Years later, Emperor Vespasian forbade veneration of James' tomb, as well as other Christian practices, which eroded devotion to the apostle as a result of such a prohibition, the place having been abandoned and overtaken by vegetation.

The site of Santiago's tomb remained forgotten until the 9th century. At the beginning of this century, a hermit named Pelayo, who lived near Liberum Donum, claimed to have “heard a heavenly song; he looked at the sky and saw that it was full of stars that formed a path that came from the north of the east to the place where he was ”. Pelayo reported what happened to the bishop of the neighboring city Iria Flávia and he decided to start a search for Tiago's tomb. In that search, next to the ruins of a chapel, they found Santiago's grave.

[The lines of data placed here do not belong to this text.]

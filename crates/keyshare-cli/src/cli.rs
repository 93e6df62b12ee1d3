//! Clap CLI definitions for KeyShare.

use clap::{Parser, Subcommand};
use std::net::SocketAddr;
use std::path::PathBuf;

pub const AFTER_HELP: &str = "\
\x1b[1;36mExamples:\x1b[0m
  keyshare agent                          Run the agent until Ctrl+C
  keyshare get -p 1 3.1.0                 Read the number of valid keys
  keyshare get -p 2 1.1.0:5               Read 1.1.0 and the five entries after it
  keyshare set -p 3 3.2.1.6.0=2           Issue a public key
  keyshare set -p 4 1.5.0=32 1.6.0=600    Raise the quota and shorten the TTL";

/// KeyShare: matrix-derived key distribution over UDP.
#[derive(Parser)]
#[command(name = "keyshare", version, after_help = AFTER_HELP)]
pub struct Cli {
    /// Path to config file.
    #[arg(long, global = true)]
    pub config: Option<PathBuf>,

    #[command(subcommand)]
    pub command: Commands,
}

#[derive(Subcommand)]
pub enum Commands {
    /// Run the agent in the foreground.
    Agent {
        /// Override `network.bind_addr`.
        #[arg(long)]
        bind: Option<SocketAddr>,
    },
    /// Send a GET request and print the response.
    Get {
        #[command(flatten)]
        target: RequestTarget,
        /// OIDs to read, each optionally followed by `:N` to also read the N
        /// entries after it.
        #[arg(value_name = "OID[:N]", required = true)]
        items: Vec<String>,
    },
    /// Send a SET request and print the response.
    Set {
        #[command(flatten)]
        target: RequestTarget,
        /// Assignments. Values that parse as integers are sent as integers.
        #[arg(value_name = "OID=VALUE", required = true)]
        items: Vec<String>,
    },
}

/// Options shared by the manager commands.
#[derive(clap::Args)]
pub struct RequestTarget {
    /// Request id (P). Must not be reused within the retry interval.
    #[arg(short = 'p', long = "request-id")]
    pub request_id: u64,
    /// Override `manager.agent_addr`.
    #[arg(long)]
    pub agent: Option<SocketAddr>,
}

In turn, the bishop informed the king of Asturias, Alfonso II of this finding. The King, enthusiastic about the news, proclaimed Liberum Donum, as Locus Beati Jacobi (place of Saint James) and ordered the construction of a cathedral in the place where the ruins were found. And it was around this new construction that a settlement gradually emerged, which came to be called Santiago do Campo das Estrelas or, as it is known today, Santiago de Compostela.

Thus, the Compostela site begins to attract pilgrims from all over the country, and due to the paths taken by pilgrims, different itineraries begin to be outlined. These are the paths that make up the entire Path. And so, over the years, hospitals, cemeteries, bridges, churches, monasteries and new settlements were built around these routes, thus building a “historical and artistic legacy so important that it is still impossible to assess it”.